In the above-described embodiment, the gas guide member 50 forms the length ratio of the closed section B and the open section A formed in the flame pipe 30 to be almost the same, thereby stably forming the flame.

However, as shown in Fig. 5A, the length ratio of the closed section B and the open section A does not necessarily have to be the same. That is, as shown in FIG. 5B, the opening section C may be formed shorter than the closing section D, and conversely, as shown in FIG. 5C, the opening section E may be the closing section F. It can be formed longer than). In addition, as shown in Figure 5d, by providing the gas guide member 50 directly to the end of the flame pipe 30 may be configured to exist so that only the open section (G).

As described above, according to the present invention, the torch lamp which not only shortens the time required for preheating even when the outside temperature is low, but also prevents the liquid gas from being ejected unevenly, thereby obtaining a stable flame. Is provided.

In addition, by changing the flow path of the gas to the injection nozzle it is possible to prevent the non-uniform ejection state of the gas to form a strong and stable flame.

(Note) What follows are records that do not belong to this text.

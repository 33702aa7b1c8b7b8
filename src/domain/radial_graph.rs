// ============================================================
// Layer 3 — Ratio vs Radius Graphs
// ============================================================
// A graph holds the reception ratio of every histogram cell
// against its distance from the beam spot, for one deadtime
// and one sensor grid. Both parameters are encoded in the
// graph name, e.g. `RatioVsRadius_Deadtime5.0ns_100x100`.

use anyhow::{anyhow, Context, Result};

/// Name fragment every analysable graph carries.
pub const GRAPH_PREFIX: &str = "RatioVsRadius_Deadtime";

/// Name fragment of the summary canvas stored next to the graphs.
const CANVAS_MARKER: &str = "c1";

#[derive(Debug, Clone, PartialEq)]
pub struct RadialGraph {
    pub name:      String,
    /// Distance from the beam spot in metres.
    pub distances: Vec<f64>,
    pub ratios:    Vec<f64>,
}

impl RadialGraph {
    pub fn new(name: impl Into<String>) -> Self {
        Self { name: name.into(), distances: Vec::new(), ratios: Vec::new() }
    }

    pub fn push(&mut self, distance: f64, ratio: f64) {
        self.distances.push(distance);
        self.ratios.push(ratio);
    }

    pub fn len(&self) -> usize {
        self.distances.len()
    }

    pub fn is_empty(&self) -> bool {
        self.distances.is_empty()
    }
}

/// Simulation parameters decoded from a graph name.
#[derive(Debug, Clone, Copy, PartialEq)]
pub struct GraphKey {
    pub deadtime_ns: f64,
    pub grid_size:   u32,
}

impl GraphKey {
    /// Parse `RatioVsRadius_Deadtime{D}ns_{G}x{G}[;cycle]`.
    pub fn parse(name: &str) -> Result<Self> {
        let base  = name.split(';').next().unwrap_or(name);
        let parts: Vec<&str> = base.split('_').collect();
        let (deadtime_part, grid_part) = match parts.as_slice() {
            [_, deadtime, grid, ..] => (*deadtime, *grid),
            _ => return Err(anyhow!("graph name '{name}' has no deadtime/grid fields")),
        };

        let deadtime_ns = deadtime_part
            .replace("Deadtime", "")
            .replace("ns", "")
            .parse::<f64>()
            .with_context(|| format!("bad deadtime '{deadtime_part}' in graph '{name}'"))?;

        let grid_size = grid_part
            .split('x')
            .next()
            .unwrap_or_default()
            .parse::<u32>()
            .with_context(|| format!("bad grid size '{grid_part}' in graph '{name}'"))?;

        if grid_size == 0 {
            return Err(anyhow!("grid size of graph '{name}' is zero"));
        }

        Ok(Self { deadtime_ns, grid_size })
    }

    /// Graph name for this key, deadtime with one decimal:
    /// `RatioVsRadius_Deadtime5.0ns_100x100`.
    pub fn graph_name(&self) -> String {
        format!("{GRAPH_PREFIX}{:.1}ns_{g}x{g}", self.deadtime_ns, g = self.grid_size)
    }

    /// dSiPM pitch in µm for a 1 mm tile split into `grid_size` cells.
    pub fn dsipm_pitch_um(&self) -> f64 {
        1000.0 / f64::from(self.grid_size)
    }
}

/// True for graph objects that take part in the analysis.
pub fn is_analysis_graph(name: &str) -> bool {
    name.contains(GRAPH_PREFIX) && !name.contains(CANVAS_MARKER)
}

/// Render a deadtime the way the snapshot files spell it:
/// always with a fractional part (`5.0`, `2.5`).
pub fn deadtime_label(deadtime_ns: f64) -> String {
    format!("{deadtime_ns:?}")
}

In addition, by allowing some components to be detachable from one another, local components such as, for example, injection nozzles are easily replaced and repaired.

Claims (5)

A torch lamp having an attachment plate coupled to butane gas and a gas amount adjusting member coupled to the attachment plate to adjust an amount of gas discharged from the butane gas, A flame tube having an opening in which a flame is formed; An output pipe having one end coupled to the gas amount control member and the other end disposed in the flame pipe to deliver gas from the butane gas to the flame pipe and having at least one gas outlet formed at the other end thereof; A gas guide member coupled to the other end of the delivery pipe and having a gas ejection flow passage configured to eject the gas in one direction; And a spray nozzle detachably coupled to the gas guide member for injecting the gas ejected through the gas ejection passage into the opening of the flame pipe. The method of claim 1, The gas ejection flow path, At least one first passage portion formed parallel to the longitudinal direction of the flame tube; And a second passage portion formed transverse to the first passage portion and communicating with the first passage portion in at least a portion of the passage. The method of claim 2, The interior of the flame pipe is divided into a closed section and an open section by the gas guide member, the gas outlet formed in the discharge pipe is in communication with the first passage portion of the gas ejection passage in the closed section. lamp. The method of claim 3, Torch lamp, characterized in that at least one air vent is formed on the side of the flame pipe corresponding to the open section. The method of claim 3, Torch lamp, characterized in that the length ratio of the closed section and the open section in the flame pipe is formed substantially the same.